Work through the data and report how many lines include the string "fields", giving the number alone.

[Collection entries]
--- START ---
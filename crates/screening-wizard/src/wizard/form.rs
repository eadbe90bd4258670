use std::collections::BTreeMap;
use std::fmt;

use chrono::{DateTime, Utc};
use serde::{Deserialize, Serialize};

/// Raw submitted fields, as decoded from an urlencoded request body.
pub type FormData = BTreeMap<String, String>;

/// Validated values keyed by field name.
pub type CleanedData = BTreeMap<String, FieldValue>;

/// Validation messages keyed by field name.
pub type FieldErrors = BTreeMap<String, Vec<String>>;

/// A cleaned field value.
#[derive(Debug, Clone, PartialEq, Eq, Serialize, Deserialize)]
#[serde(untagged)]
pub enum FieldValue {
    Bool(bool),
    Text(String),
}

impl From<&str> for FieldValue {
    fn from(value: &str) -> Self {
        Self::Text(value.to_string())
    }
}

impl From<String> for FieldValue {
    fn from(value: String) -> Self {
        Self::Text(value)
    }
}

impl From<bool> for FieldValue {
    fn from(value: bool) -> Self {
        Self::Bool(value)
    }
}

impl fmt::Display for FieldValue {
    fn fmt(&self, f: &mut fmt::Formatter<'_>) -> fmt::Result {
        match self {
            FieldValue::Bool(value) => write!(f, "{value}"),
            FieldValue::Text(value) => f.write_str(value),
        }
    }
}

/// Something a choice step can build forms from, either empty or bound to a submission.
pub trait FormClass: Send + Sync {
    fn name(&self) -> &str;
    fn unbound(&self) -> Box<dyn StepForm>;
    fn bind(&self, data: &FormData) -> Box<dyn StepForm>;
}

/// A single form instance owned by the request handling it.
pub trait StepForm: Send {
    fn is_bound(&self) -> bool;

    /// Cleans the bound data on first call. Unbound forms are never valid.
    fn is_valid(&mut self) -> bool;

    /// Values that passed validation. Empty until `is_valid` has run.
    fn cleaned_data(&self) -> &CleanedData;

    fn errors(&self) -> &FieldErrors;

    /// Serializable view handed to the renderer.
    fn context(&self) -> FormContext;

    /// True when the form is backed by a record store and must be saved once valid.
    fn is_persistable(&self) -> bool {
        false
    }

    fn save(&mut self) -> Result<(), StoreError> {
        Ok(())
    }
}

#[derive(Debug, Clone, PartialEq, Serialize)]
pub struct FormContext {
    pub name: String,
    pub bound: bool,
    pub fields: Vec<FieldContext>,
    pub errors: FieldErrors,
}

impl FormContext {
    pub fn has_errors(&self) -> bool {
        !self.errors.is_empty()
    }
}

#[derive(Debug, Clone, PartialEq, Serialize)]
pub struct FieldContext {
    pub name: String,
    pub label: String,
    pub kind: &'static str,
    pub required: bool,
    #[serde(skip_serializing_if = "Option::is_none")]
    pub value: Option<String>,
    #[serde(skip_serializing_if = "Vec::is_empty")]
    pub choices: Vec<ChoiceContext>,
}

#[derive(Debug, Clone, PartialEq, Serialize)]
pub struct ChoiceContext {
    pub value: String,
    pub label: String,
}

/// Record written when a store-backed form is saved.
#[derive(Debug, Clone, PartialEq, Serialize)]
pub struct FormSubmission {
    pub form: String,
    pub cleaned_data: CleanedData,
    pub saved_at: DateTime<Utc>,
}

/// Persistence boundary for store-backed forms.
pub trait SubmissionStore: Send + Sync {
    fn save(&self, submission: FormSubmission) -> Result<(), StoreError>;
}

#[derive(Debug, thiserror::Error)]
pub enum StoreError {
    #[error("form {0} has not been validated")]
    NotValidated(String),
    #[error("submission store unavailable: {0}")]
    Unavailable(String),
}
--- END ---
--- START ---
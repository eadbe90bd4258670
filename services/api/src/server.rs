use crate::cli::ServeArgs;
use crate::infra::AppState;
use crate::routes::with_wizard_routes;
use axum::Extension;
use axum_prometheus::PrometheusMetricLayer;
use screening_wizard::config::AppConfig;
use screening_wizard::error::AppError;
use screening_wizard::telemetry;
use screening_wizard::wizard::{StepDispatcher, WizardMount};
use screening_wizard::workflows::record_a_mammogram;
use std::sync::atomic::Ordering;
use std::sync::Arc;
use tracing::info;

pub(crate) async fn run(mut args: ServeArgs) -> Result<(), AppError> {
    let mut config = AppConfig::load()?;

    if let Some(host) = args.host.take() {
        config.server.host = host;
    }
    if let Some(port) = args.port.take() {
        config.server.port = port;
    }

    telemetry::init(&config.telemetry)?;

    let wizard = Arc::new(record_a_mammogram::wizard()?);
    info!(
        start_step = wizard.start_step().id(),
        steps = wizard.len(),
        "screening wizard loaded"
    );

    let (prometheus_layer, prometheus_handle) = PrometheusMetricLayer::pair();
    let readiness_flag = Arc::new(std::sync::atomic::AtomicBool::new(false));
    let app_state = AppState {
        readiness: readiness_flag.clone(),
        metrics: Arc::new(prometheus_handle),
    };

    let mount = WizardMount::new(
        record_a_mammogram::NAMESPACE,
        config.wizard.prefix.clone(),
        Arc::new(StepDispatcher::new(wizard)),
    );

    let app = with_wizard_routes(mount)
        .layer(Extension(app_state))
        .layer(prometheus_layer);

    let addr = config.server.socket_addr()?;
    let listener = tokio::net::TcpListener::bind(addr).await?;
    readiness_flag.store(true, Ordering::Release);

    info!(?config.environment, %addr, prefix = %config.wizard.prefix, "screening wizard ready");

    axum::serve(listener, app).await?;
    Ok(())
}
--- END ---
■ **Response area**
2